As for the first question: does a lawyer have to sign an NDA before the inventor reveals his idea to him? Probably not. Lawyers generally have a duty of confidentiality, imposed by state law, to their clients. Patent attorneys are also subject to federal regulations that require client information to be kept confidential. But then the question arises as to whether an inventor who calls to get basic information about fees and the patent process is actually a customer. This depends on many factors, and it could certainly be argued that the inventor is not yet a client, which means that the lawyer may not have an obligation to keep the information disclosed confidential. This has all sorts of ramifications for the inventor’s ability to apply for patent protection in the US and abroad.

So what is the solution? How can an inventor get basic advice without running the risk of having his idea spread? An inventor might try going to a lawyer, have them write an NDA, and then take it to the patent attorney for signature before initiating the attorney-client relationship. But this presents its own problems, beyond the obvious cost concerns. A lawyer must ensure, before representing a client, that the representation does not cause any conflict of interest with any current or past client. Making this determination would be quite difficult before knowing the rough limits of what the customer needs.
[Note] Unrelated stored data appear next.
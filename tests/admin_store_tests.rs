//! Store admin behavior through the HTTP surface

use crate::common::*;
use rstest::*;
use serde_json::json;
use storepify_http::StatusCode;

#[rstest]
#[tokio::test]
async fn test_admin_requires_staff_token(#[future] app: TestApp) {
	let app = app.await;

	let response = app.get("/admin/", None).await;
	assert_eq!(response.status, StatusCode::UNAUTHORIZED);

	let customer = app.token_for("shopper", false).await;
	let response = app.get("/admin/", Some(&customer)).await;
	assert_eq!(response.status, StatusCode::FORBIDDEN);

	let staff = app.staff_token().await;
	let response = app.get("/admin/", Some(&staff)).await;
	assert_eq!(response.status, StatusCode::OK);
	let body = response.body_json().unwrap();
	assert_eq!(body["site_header"], "Storepify Admin");
	assert_eq!(body["index_title"], "Admin");
}

#[rstest]
#[tokio::test]
async fn test_inventory_status_column(#[future] app: TestApp) {
	let app = app.await;
	let coffee = add_collection(&app.db, "Coffee").await;
	add_product(&app.db, "Arabica", 9, coffee).await;
	add_product(&app.db, "Breakfast Blend", 10, coffee).await;
	add_product(&app.db, "Cold Brew", 0, coffee).await;
	let token = app.staff_token().await;

	let response = app.get("/admin/store/product/?o=title", Some(&token)).await;
	assert_eq!(response.status, StatusCode::OK);
	let body = response.body_json().unwrap();
	assert_eq!(column(&body, "inventory_status"), [json!("Low"), json!("Ok"), json!("Low")]);
	assert_eq!(column(&body, "collection_title")[0], "Coffee");
}

#[rstest]
#[tokio::test]
async fn test_low_inventory_filter(#[future] app: TestApp) {
	let app = app.await;
	let coffee = add_collection(&app.db, "Coffee").await;
	let low = add_product(&app.db, "Five", 5, coffee).await;
	add_product(&app.db, "Ten", 10, coffee).await;
	add_product(&app.db, "Fifteen", 15, coffee).await;
	let token = app.staff_token().await;

	let response = app.get("/admin/store/product/?inventory=%3C10", Some(&token)).await;
	assert_eq!(response.status, StatusCode::OK);
	let body = response.body_json().unwrap();
	assert_eq!(body["result_count"], 1);
	assert_eq!(body["rows"][0]["pk"], low);
}

#[rstest]
#[tokio::test]
async fn test_clear_inventory_action(#[future] app: TestApp) {
	let app = app.await;
	let coffee = add_collection(&app.db, "Coffee").await;
	let first = add_product(&app.db, "Arabica", 12, coffee).await;
	let second = add_product(&app.db, "Robusta", 30, coffee).await;
	let untouched = add_product(&app.db, "Liberica", 7, coffee).await;
	let token = app.staff_token().await;

	let response = app
		.post(
			"/admin/store/product/action/",
			Some(&token),
			json!({"action": "clear_inventory", "selected": [first, second]}),
		)
		.await;
	assert_eq!(response.status, StatusCode::OK);
	let body = response.body_json().unwrap();
	assert_eq!(body["messages"][0]["level"], "success");
	assert_eq!(body["messages"][0]["text"], "2 Products were successfully updated.");

	assert_eq!(inventory(&app.db, first).await, 0);
	assert_eq!(inventory(&app.db, second).await, 0);
	assert_eq!(inventory(&app.db, untouched).await, 7);
}

#[rstest]
#[tokio::test]
async fn test_customer_orders_link(#[future] app: TestApp) {
	let app = app.await;
	let ada = add_customer(&app.db, "Ada", "Lovelace").await;
	let bob = add_customer(&app.db, "Bob", "Dylan").await;
	for _ in 0..3 {
		add_order(&app.db, ada).await;
	}
	let token = app.staff_token().await;

	let response = app.get("/admin/store/customer/", Some(&token)).await;
	assert_eq!(response.status, StatusCode::OK);
	let body = response.body_json().unwrap();
	assert_eq!(
		column(&body, "orders"),
		[
			json!(format!("<a href=\"/admin/store/order/?customer__id={ada}\">3 Orders</a>")),
			json!(format!("<a href=\"/admin/store/order/?customer__id={bob}\">0 Orders</a>")),
		]
	);

	let response = app
		.get(&format!("/admin/store/order/?customer__id={ada}"), Some(&token))
		.await;
	assert_eq!(response.body_json().unwrap()["result_count"], 3);
}

#[rstest]
#[tokio::test]
async fn test_collection_products_link(#[future] app: TestApp) {
	let app = app.await;
	let coffee = add_collection(&app.db, "Coffee").await;
	add_collection(&app.db, "Tea").await;
	for i in 0..5 {
		add_product(&app.db, &format!("Coffee {i}"), 20, coffee).await;
	}
	let token = app.staff_token().await;

	let response = app.get("/admin/store/collection/", Some(&token)).await;
	let body = response.body_json().unwrap();
	assert_eq!(
		column(&body, "products_count"),
		[
			json!(format!("<a href=\"/admin/store/product/?collection__id={coffee}\">5</a>")),
			json!(format!("<a href=\"/admin/store/product/?collection__id={}\">0</a>", coffee + 1)),
		]
	);

	let response = app
		.get(&format!("/admin/store/product/?collection__id={coffee}"), Some(&token))
		.await;
	assert_eq!(response.body_json().unwrap()["result_count"], 5);
}

#[rstest]
#[case(0, false)]
#[case(1, true)]
#[case(2, true)]
#[case(3, false)]
#[tokio::test]
async fn test_order_item_bounds(#[future] app: TestApp, #[case] items: usize, #[case] accepted: bool) {
	let app = app.await;
	let coffee = add_collection(&app.db, "Coffee").await;
	let product = add_product(&app.db, "Arabica", 50, coffee).await;
	let customer = add_customer(&app.db, "Ada", "Lovelace").await;
	let token = app.staff_token().await;

	let rows: Vec<_> = (0..items)
		.map(|_| json!({"values": {"product": product, "quantity": 1, "unit_price": "4.50"}}))
		.collect();
	let response = app
		.post(
			"/admin/store/order/add/",
			Some(&token),
			json!({"customer": customer, "orderitem_set": rows}),
		)
		.await;

	if accepted {
		assert_eq!(response.status, StatusCode::CREATED);
		assert_eq!(count(&app.db, "store_orderitem").await, items as i64);
	} else {
		assert_eq!(response.status, StatusCode::BAD_REQUEST);
		let body = response.body_json().unwrap();
		assert!(body["errors"]["orderitem_set-__all__"].is_array());
		assert_eq!(count(&app.db, "store_order").await, 0);
	}
}

#[rstest]
#[tokio::test]
async fn test_add_product_prepopulates_slug(#[future] app: TestApp) {
	let app = app.await;
	let coffee = add_collection(&app.db, "Coffee").await;
	let token = app.staff_token().await;

	let response = app
		.post(
			"/admin/store/product/add/",
			Some(&token),
			json!({"title": "Flat White", "unit_price": "3.20", "inventory": 4, "collection": coffee}),
		)
		.await;
	assert_eq!(response.status, StatusCode::CREATED);
	let body = response.body_json().unwrap();
	assert_eq!(body["object"]["values"]["slug"], "flat-white");

	let response = app
		.post(
			"/admin/store/product/add/",
			Some(&token),
			json!({"title": "Cheap", "unit_price": "0.50", "inventory": 4, "collection": coffee}),
		)
		.await;
	assert_eq!(response.status, StatusCode::BAD_REQUEST);
	assert!(response.body_json().unwrap()["errors"]["unit_price"].is_array());
}

#[rstest]
#[tokio::test]
async fn test_product_list_pages_by_ten(#[future] app: TestApp) {
	let app = app.await;
	let coffee = add_collection(&app.db, "Coffee").await;
	for i in 0..11 {
		add_product(&app.db, &format!("Roast {i:02}"), 20, coffee).await;
	}
	let token = app.staff_token().await;

	let body = app.get("/admin/store/product/", Some(&token)).await.body_json().unwrap();
	assert_eq!(body["per_page"], 10);
	assert_eq!(body["num_pages"], 2);
	assert_eq!(body["result_count"], 11);
	assert_eq!(body["rows"].as_array().unwrap().len(), 10);

	let body = app.get("/admin/store/product/?p=2", Some(&token)).await.body_json().unwrap();
	assert_eq!(body["page"], 2);
	assert_eq!(column(&body, "title"), [json!("Roast 10")]);
}

#[rstest]
#[tokio::test]
async fn test_collections_sort_by_products_count(#[future] app: TestApp) {
	let app = app.await;
	let books = add_collection(&app.db, "Books").await;
	let coffee = add_collection(&app.db, "Coffee").await;
	let tea = add_collection(&app.db, "Tea").await;
	for i in 0..2 {
		add_product(&app.db, &format!("Book {i}"), 20, books).await;
	}
	for i in 0..5 {
		add_product(&app.db, &format!("Coffee {i}"), 20, coffee).await;
	}
	let token = app.staff_token().await;

	let pks = |body: &serde_json::Value| -> Vec<i64> {
		body["rows"]
			.as_array()
			.unwrap()
			.iter()
			.map(|row| row["pk"].as_i64().unwrap())
			.collect()
	};

	let response = app.get("/admin/store/collection/?o=-products_count", Some(&token)).await;
	assert_eq!(response.status, StatusCode::OK);
	assert_eq!(pks(&response.body_json().unwrap()), [coffee, books, tea]);

	let response = app.get("/admin/store/collection/?o=products_count", Some(&token)).await;
	assert_eq!(pks(&response.body_json().unwrap()), [tea, books, coffee]);
}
Maybe the inventor could tell the lawyer just really basic information about the invention, not enough to trigger disclosure, but enough so that the lawyer can get an idea about the invention? Again, hard to do. Most lawyers will want to describe the invention to some extent in the engagement letter so that it is clear exactly what the representation will entail. And for patent attorneys practicing in specialized fields: optoelectric sensors, balloon catheter medical devices, etc. – a “basic” description is probably not enough.

I propose that you rely on two things: trust and faith. Most lawyers can be trusted. And most lawyers are not entrepreneurs or inventors or looking to expand their income stream. What I mean by this is that they are not your competition, they probably won’t steal your idea and try to market it themselves. And when I say you have to rely on faith, I assume the Patent Office would never reject your patent application based on a disclosure to a lawyer, nor would a court invalidate your patent because you bought it from two or three lawyers before. Choosing One Have some faith that the courts will determine that there is a duty of confidentiality that extends to prospective patent clients. I’m going to do some digging to see if there is any case law where an inventor was prevented from getting a patent because he disclosed it to a lawyer and then waited too long to apply. I doubt very much that there are any; Typically, that type of disclosure occurs when it is made to a convention audience, or to friends and family, not to an attorney who has a generally recognized duty of confidentiality.